- [AIM OF THE TASK]: Run through the records and show each line that includes the string "Display".

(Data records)

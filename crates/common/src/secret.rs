//! Secret wrapper for provider keys and database credentials

use std::fmt;
use zeroize::Zeroize;

/// Sensitive value, redacted in Debug/Display and zeroed on drop.
pub struct Secret<T: Zeroize>(T);

impl<T: Zeroize> Secret<T> {
    pub fn new(value: T) -> Self {
        Self(value)
    }

    /// Expose the inner value (use sparingly)
    pub fn expose(&self) -> &T {
        &self.0
    }
}

impl Secret<String> {
    /// Leading characters of the value followed by an ellipsis, safe for logs.
    ///
    /// Values no longer than `visible` are fully masked.
    pub fn fingerprint(&self, visible: usize) -> String {
        let prefix: String = self.0.chars().take(visible).collect();
        if self.0.chars().count() <= visible {
            return "***".to_string();
        }
        format!("{prefix}...")
    }
}

impl<T: Zeroize + PartialEq> PartialEq for Secret<T> {
    fn eq(&self, other: &Self) -> bool {
        self.0 == other.0
    }
}

impl<T: Zeroize + Eq> Eq for Secret<T> {}

impl<T: Zeroize> fmt::Debug for Secret<T> {
    fn fmt(&self, f: &mut fmt::Formatter<'_>) -> fmt::Result {
        write!(f, "[REDACTED]")
    }
}

impl<T: Zeroize> fmt::Display for Secret<T> {
    fn fmt(&self, f: &mut fmt::Formatter<'_>) -> fmt::Result {
        write!(f, "[REDACTED]")
    }
}

impl<T: Zeroize> Drop for Secret<T> {
    fn drop(&mut self) {
        self.0.zeroize();
    }
}

impl<T: Zeroize + Clone> Clone for Secret<T> {
    fn clone(&self) -> Self {
        Self(self.0.clone())
    }
}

- [WRITTEN RESPONSE]:
/// Sensitive value, redacted in Debug/Display and zeroed on drop.
impl<T: Zeroize> fmt::Display for Secret<T> {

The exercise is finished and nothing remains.